Other principles handed down through the generations include not letting the family business become a “haven for underachievers.” As a high school student, Harris was fired from the hardware store by the manager, who was not a relative, for refusing to work late and mop the floors. His father did not overturn the manager’s decision and instead told his son to learn something from the experience.
Over the years, the Harris family business extended credit to townspeople so they could tend their land, plant crops, feed the livestock and care for their children before the crops came in. “We’d give credit based on a signature,” Harris says.
But in the early 1980s, many farmers declared bankruptcy, leaving the farm supply business with more than $1 million in debt. “These farmers are not deadbeats,” Harris says. “They got caught in the tail end of an industry that’s gone.”
Raymond Harris could have declared bankruptcy, but taking the easy way out wasn’t his style, his son says.

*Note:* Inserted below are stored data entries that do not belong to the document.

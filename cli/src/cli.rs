//! Argument definitions for the `volunteers` binary.

use std::path::PathBuf;

use clap::{Args, Parser, Subcommand};
use volunteer_directory::ViewMode;

/// Browse and maintain the volunteer directory.
///
/// Reads from the remote directory service when it is reachable and falls
/// back to the local cache (or sample data) when it is not.
#[derive(Debug, Parser)]
#[command(name = "volunteers", version, about)]
pub struct Cli {
    #[command(flatten)]
    pub global: GlobalArgs,

    #[command(subcommand)]
    pub command: Command,
}

#[derive(Debug, Clone, Default, Args)]
pub struct GlobalArgs {
    /// Config file (default: $VOLUNTEER_DIRECTORY_CONFIG or
    /// ~/.config/volunteer-directory/config.toml)
    #[arg(long, global = true, value_name = "PATH")]
    pub config: Option<PathBuf>,

    /// Directory API base URL, e.g. http://localhost:5000/api
    #[arg(long, global = true, value_name = "URL")]
    pub api_url: Option<String>,

    /// Directory for the local cache
    #[arg(long, global = true, value_name = "DIR")]
    pub cache_dir: Option<PathBuf>,

    /// Remote request timeout in milliseconds
    #[arg(long, global = true, value_name = "MS")]
    pub timeout_ms: Option<u64>,

    /// Output as JSON for automation
    #[arg(long, global = true)]
    pub json: bool,
}

#[derive(Debug, Subcommand)]
pub enum Command {
    /// List volunteers, optionally filtered
    List(ListArgs),

    /// Show one volunteer's ID card
    Show(ShowArgs),

    /// Register a new volunteer
    ///
    /// Saved locally when the remote directory is unavailable.
    Add(AddArgs),

    /// Delete a volunteer
    Delete(DeleteArgs),

    /// List the distinct AAK numbers
    Categories,

    /// Probe the remote directory service
    Health,

    /// Interactive session
    Shell,
}

#[derive(Debug, Args)]
pub struct ListArgs {
    /// Match name, AAK number, mobile or address
    #[arg(long, short = 's', value_name = "TERM")]
    pub search: Option<String>,

    /// Only show this exact AAK number
    #[arg(long, short = 'c', value_name = "AAK")]
    pub category: Option<String>,

    /// Layout: grid or list
    #[arg(long, default_value = "grid", value_parser = parse_view_mode)]
    pub view: ViewMode,
}

#[derive(Debug, Args)]
pub struct ShowArgs {
    /// Volunteer id
    pub id: String,
}

#[derive(Debug, Args)]
pub struct AddArgs {
    /// Full name
    #[arg(long)]
    pub name: String,

    /// AAK membership number
    #[arg(long = "code", value_name = "AAK")]
    pub code: String,

    /// Mobile number
    #[arg(long)]
    pub mobile: String,

    #[arg(long)]
    pub address: String,

    /// Hosted photo URL
    #[arg(long, value_name = "URL", conflicts_with = "photo")]
    pub image_url: Option<String>,

    /// Photo file, embedded as a data URI
    #[arg(long, value_name = "PATH")]
    pub photo: Option<PathBuf>,
}

#[derive(Debug, Args)]
pub struct DeleteArgs {
    /// Volunteer id
    pub id: String,

    /// Skip the confirmation prompt
    #[arg(long, short = 'y')]
    pub yes: bool,
}

fn parse_view_mode(s: &str) -> Result<ViewMode, String> {
    s.parse()
}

Instead, the farm supply store closed and proceeds from the restaurants enabled the business to stay afloat while the company gradually absorbed the losses. Meanwhile, farmers who were able to avoid bankruptcy kept paying on their debt. “That humbled me to the genuine human nature of good people,” Harris says.
By the time Home Depot and Lowe’s came along, Harris ACE Hardware was focused on its commercial customers, such as the plumber who doesn’t have time to wait in line at a large store for a part.
The business now has three locations and generates some $13.5 million annually in sales while employing 50 people full-time, including Harris’s son, Colby, as assistant manager of the Hinesville store. Tim’s brother, Josh, is the company’s sale’s manager, and his brother-in-law, Wesley Wilder, and nephew, Jarred Wilder, are store managers.
Now the family is facing another downturn as the construction industry has slowed. Harris is undaunted, noting his location near the Georgia coast and Florida will ensure a steady stream of customers including government and maintenance workers. “Realizing that shift several years ago has allowed us to grow that part of our business,” he says. “The future for us is very, very bright.”